WHAT THE TASK ASKS: Give the records again in full, exactly as they are.

Start of SUPPLIED RECORDS

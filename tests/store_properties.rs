//! # Store Property Tests
//!
//! End-to-end properties of the keyed store and the chunk allocator
//! underneath it:
//!
//! 1. Round-trip: a value written under a key reads back identically, and
//!    is gone after removal.
//! 2. Idempotent overwrite: re-putting a key leaves exactly one entry with
//!    the newest value.
//! 3. Capacity/grow: pushing far past initial capacities grows every level
//!    (value chunks, index maps, the backing region) without losing or
//!    duplicating a key.
//! 4. Durability: a file-backed store reopened from disk serves every key
//!    written before close.

use std::sync::Arc;

use tempfile::tempdir;

use loamdb::storage::{ByteRegion, ChunkStore};
use loamdb::tx::{IndexOrdering, KeyedStore};

fn heap_keyed_store() -> KeyedStore {
    let store = Arc::new(ChunkStore::create(ByteRegion::heap(0)).unwrap());
    KeyedStore::new(store, IndexOrdering::Unordered).unwrap()
}

mod round_trip_tests {
    use super::*;

    #[test]
    fn every_written_key_reads_back() {
        let store = heap_keyed_store();

        for i in 0..200u32 {
            let key = format!("key-{:04}", i);
            let value = format!("value number {}", i);
            store.put(key.as_bytes(), value.as_bytes()).unwrap();
        }

        for i in 0..200u32 {
            let key = format!("key-{:04}", i);
            let value = format!("value number {}", i);
            assert_eq!(
                store.get(key.as_bytes()).unwrap().unwrap(),
                value.as_bytes(),
                "key {} came back wrong",
                key
            );
        }
    }

    #[test]
    fn removed_keys_are_absent() {
        let store = heap_keyed_store();

        for i in 0..50u32 {
            store
                .put(format!("key-{:02}", i).as_bytes(), b"here")
                .unwrap();
        }
        for i in (0..50u32).step_by(2) {
            assert!(store.remove(format!("key-{:02}", i).as_bytes()).unwrap());
        }

        for i in 0..50u32 {
            let got = store.get(format!("key-{:02}", i).as_bytes()).unwrap();
            if i % 2 == 0 {
                assert!(got.is_none(), "removed key {} still resolves", i);
            } else {
                assert_eq!(got.unwrap(), b"here");
            }
        }
    }

    #[test]
    fn values_of_very_different_sizes_coexist() {
        let store = heap_keyed_store();

        let tiny = b"x".to_vec();
        let large = vec![0x5A; 100_000];
        store.put(b"tiny", &tiny).unwrap();
        store.put(b"large", &large).unwrap();

        assert_eq!(store.get(b"tiny").unwrap().unwrap(), tiny);
        assert_eq!(store.get(b"large").unwrap().unwrap(), large);
    }
}

mod overwrite_tests {
    use super::*;

    #[test]
    fn overwrite_keeps_exactly_one_entry() {
        let store = heap_keyed_store();

        store.put(b"key", b"first").unwrap();
        store.put(b"key", b"second").unwrap();
        store.put(b"key", b"third").unwrap();

        assert_eq!(store.get(b"key").unwrap().unwrap(), b"third");

        let mut occurrences = 0;
        store
            .stream_keys(None, |key| {
                if key == b"key" {
                    occurrences += 1;
                }
                Ok(true)
            })
            .unwrap();
        assert_eq!(occurrences, 1);
    }

    #[test]
    fn shrinking_overwrite_is_served_from_the_same_chunk() {
        let store = heap_keyed_store();

        store.put(b"key", &vec![1u8; 4000]).unwrap();
        store.put(b"key", b"short now").unwrap();

        assert_eq!(store.get(b"key").unwrap().unwrap(), b"short now");
    }
}

mod grow_tests {
    use super::*;

    #[test]
    fn thousands_of_keys_survive_repeated_index_grows() {
        let store = heap_keyed_store();

        // Initial index capacity is 2 per power bucket; this forces many
        // doublings in one bucket.
        for i in 0..2000u32 {
            let key = format!("k{:06}", i);
            store.put(key.as_bytes(), &i.to_le_bytes()).unwrap();
        }

        let mut seen = 0u32;
        store
            .stream_keys(None, |_| {
                seen += 1;
                Ok(true)
            })
            .unwrap();
        assert_eq!(seen, 2000, "grow lost or duplicated keys");

        for i in (0..2000u32).step_by(97) {
            let key = format!("k{:06}", i);
            assert_eq!(
                store.get(key.as_bytes()).unwrap().unwrap(),
                i.to_le_bytes()
            );
        }
    }

    #[test]
    fn chunk_recycling_reuses_space_for_equal_powers() {
        let store = Arc::new(ChunkStore::create(ByteRegion::heap(0)).unwrap());

        let fp = store.new_chunk(500).unwrap();
        store.recycle(fp).unwrap();
        assert_eq!(store.new_chunk(500).unwrap(), fp);
    }
}

mod durability_tests {
    use super::*;

    #[test]
    fn file_backed_store_survives_reopen() {
        let dir = tempdir().unwrap();
        let path = dir.path().join("kv.loam");

        {
            let store =
                Arc::new(ChunkStore::create(ByteRegion::create(&path, 64).unwrap()).unwrap());
            let keyed = KeyedStore::new(store, IndexOrdering::Unordered).unwrap();
            for i in 0..300u32 {
                let key = format!("durable-{:03}", i);
                keyed.put(key.as_bytes(), &(i * 7).to_le_bytes()).unwrap();
            }
            keyed.sync().unwrap();
        }

        let store = Arc::new(ChunkStore::open(ByteRegion::open(&path).unwrap()).unwrap());
        let keyed = KeyedStore::new(store, IndexOrdering::Unordered).unwrap();
        for i in 0..300u32 {
            let key = format!("durable-{:03}", i);
            assert_eq!(
                keyed.get(key.as_bytes()).unwrap().unwrap(),
                (i * 7).to_le_bytes(),
                "key {} lost across reopen",
                key
            );
        }
    }

    #[test]
    fn reopen_with_foreign_bytes_fails_loudly() {
        let dir = tempdir().unwrap();
        let path = dir.path().join("not-a-store.loam");
        std::fs::write(&path, vec![0xFFu8; 4096]).unwrap();

        assert!(ChunkStore::open(ByteRegion::open(&path).unwrap()).is_err());
    }
}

End of SUPPLIED RECORDS

EXPECTED OUTPUT:
filename tests/store_properties.rs
//! # Store Property Tests
//!
//! End-to-end properties of the keyed store and the chunk allocator
//! underneath it:
//!
//! 1. Round-trip: a value written under a key reads back identically, and
//!    is gone after removal.
//! 2. Idempotent overwrite: re-putting a key leaves exactly one entry with
//!    the newest value.
//! 3. Capacity/grow: pushing far past initial capacities grows every level
//!    (value chunks, index maps, the backing region) without losing or
//!    duplicating a key.
//! 4. Durability: a file-backed store reopened from disk serves every key
//!    written before close.

use std::sync::Arc;

use tempfile::tempdir;

use loamdb::storage::{ByteRegion, ChunkStore};
use loamdb::tx::{IndexOrdering, KeyedStore};

fn heap_keyed_store() -> KeyedStore {
    let store = Arc::new(ChunkStore::create(ByteRegion::heap(0)).unwrap());
    KeyedStore::new(store, IndexOrdering::Unordered).unwrap()
}

mod round_trip_tests {
    use super::*;

    #[test]
    fn every_written_key_reads_back() {
        let store = heap_keyed_store();

        for i in 0..200u32 {
            let key = format!("key-{:04}", i);
            let value = format!("value number {}", i);
            store.put(key.as_bytes(), value.as_bytes()).unwrap();
        }

        for i in 0..200u32 {
            let key = format!("key-{:04}", i);
            let value = format!("value number {}", i);
            assert_eq!(
                store.get(key.as_bytes()).unwrap().unwrap(),
                value.as_bytes(),
                "key {} came back wrong",
                key
            );
        }
    }

    #[test]
    fn removed_keys_are_absent() {
        let store = heap_keyed_store();

        for i in 0..50u32 {
            store
                .put(format!("key-{:02}", i).as_bytes(), b"here")
                .unwrap();
        }
        for i in (0..50u32).step_by(2) {
            assert!(store.remove(format!("key-{:02}", i).as_bytes()).unwrap());
        }

        for i in 0..50u32 {
            let got = store.get(format!("key-{:02}", i).as_bytes()).unwrap();
            if i % 2 == 0 {
                assert!(got.is_none(), "removed key {} still resolves", i);
            } else {
                assert_eq!(got.unwrap(), b"here");
            }
        }
    }

    #[test]
    fn values_of_very_different_sizes_coexist() {
        let store = heap_keyed_store();

        let tiny = b"x".to_vec();
        let large = vec![0x5A; 100_000];
        store.put(b"tiny", &tiny).unwrap();
        store.put(b"large", &large).unwrap();

        assert_eq!(store.get(b"tiny").unwrap().unwrap(), tiny);
        assert_eq!(store.get(b"large").unwrap().unwrap(), large);
    }
}

mod overwrite_tests {
    use super::*;

    #[test]
    fn overwrite_keeps_exactly_one_entry() {
        let store = heap_keyed_store();

        store.put(b"key", b"first").unwrap();
        store.put(b"key", b"second").unwrap();
        store.put(b"key", b"third").unwrap();

        assert_eq!(store.get(b"key").unwrap().unwrap(), b"third");

        let mut occurrences = 0;
        store
            .stream_keys(None, |key| {
                if key == b"key" {
                    occurrences += 1;
                }
                Ok(true)
            })
            .unwrap();
        assert_eq!(occurrences, 1);
    }

    #[test]
    fn shrinking_overwrite_is_served_from_the_same_chunk() {
        let store = heap_keyed_store();

        store.put(b"key", &vec![1u8; 4000]).unwrap();
        store.put(b"key", b"short now").unwrap();

        assert_eq!(store.get(b"key").unwrap().unwrap(), b"short now");
    }
}

mod grow_tests {
    use super::*;

    #[test]
    fn thousands_of_keys_survive_repeated_index_grows() {
        let store = heap_keyed_store();

        // Initial index capacity is 2 per power bucket; this forces many
        // doublings in one bucket.
        for i in 0..2000u32 {
            let key = format!("k{:06}", i);
            store.put(key.as_bytes(), &i.to_le_bytes()).unwrap();
        }

        let mut seen = 0u32;
        store
            .stream_keys(None, |_| {
                seen += 1;
                Ok(true)
            })
            .unwrap();
        assert_eq!(seen, 2000, "grow lost or duplicated keys");

        for i in (0..2000u32).step_by(97) {
            let key = format!("k{:06}", i);
            assert_eq!(
                store.get(key.as_bytes()).unwrap().unwrap(),
                i.to_le_bytes()
            );
        }
    }

    #[test]
    fn chunk_recycling_reuses_space_for_equal_powers() {
        let store = Arc::new(ChunkStore::create(ByteRegion::heap(0)).unwrap());

        let fp = store.new_chunk(500).unwrap();
        store.recycle(fp).unwrap();
        assert_eq!(store.new_chunk(500).unwrap(), fp);
    }
}

mod durability_tests {
    use super::*;

    #[test]
    fn file_backed_store_survives_reopen() {
        let dir = tempdir().unwrap();
        let path = dir.path().join("kv.loam");

        {
            let store =
                Arc::new(ChunkStore::create(ByteRegion::create(&path, 64).unwrap()).unwrap());
            let keyed = KeyedStore::new(store, IndexOrdering::Unordered).unwrap();
            for i in 0..300u32 {
                let key = format!("durable-{:03}", i);
                keyed.put(key.as_bytes(), &(i * 7).to_le_bytes()).unwrap();
            }
            keyed.sync().unwrap();
        }

        let store = Arc::new(ChunkStore::open(ByteRegion::open(&path).unwrap()).unwrap());
        let keyed = KeyedStore::new(store, IndexOrdering::Unordered).unwrap();
        for i in 0..300u32 {
            let key = format!("durable-{:03}", i);
            assert_eq!(
                keyed.get(key.as_bytes()).unwrap().unwrap(),
                (i * 7).to_le_bytes(),
                "key {} lost across reopen",
                key
            );
        }
    }

    #[test]
    fn reopen_with_foreign_bytes_fails_loudly() {
        let dir = tempdir().unwrap();
        let path = dir.path().join("not-a-store.loam");
        std::fs::write(&path, vec![0xFFu8; 4096]).unwrap();

        assert!(ChunkStore::open(ByteRegion::open(&path).unwrap()).is_err());
    }
}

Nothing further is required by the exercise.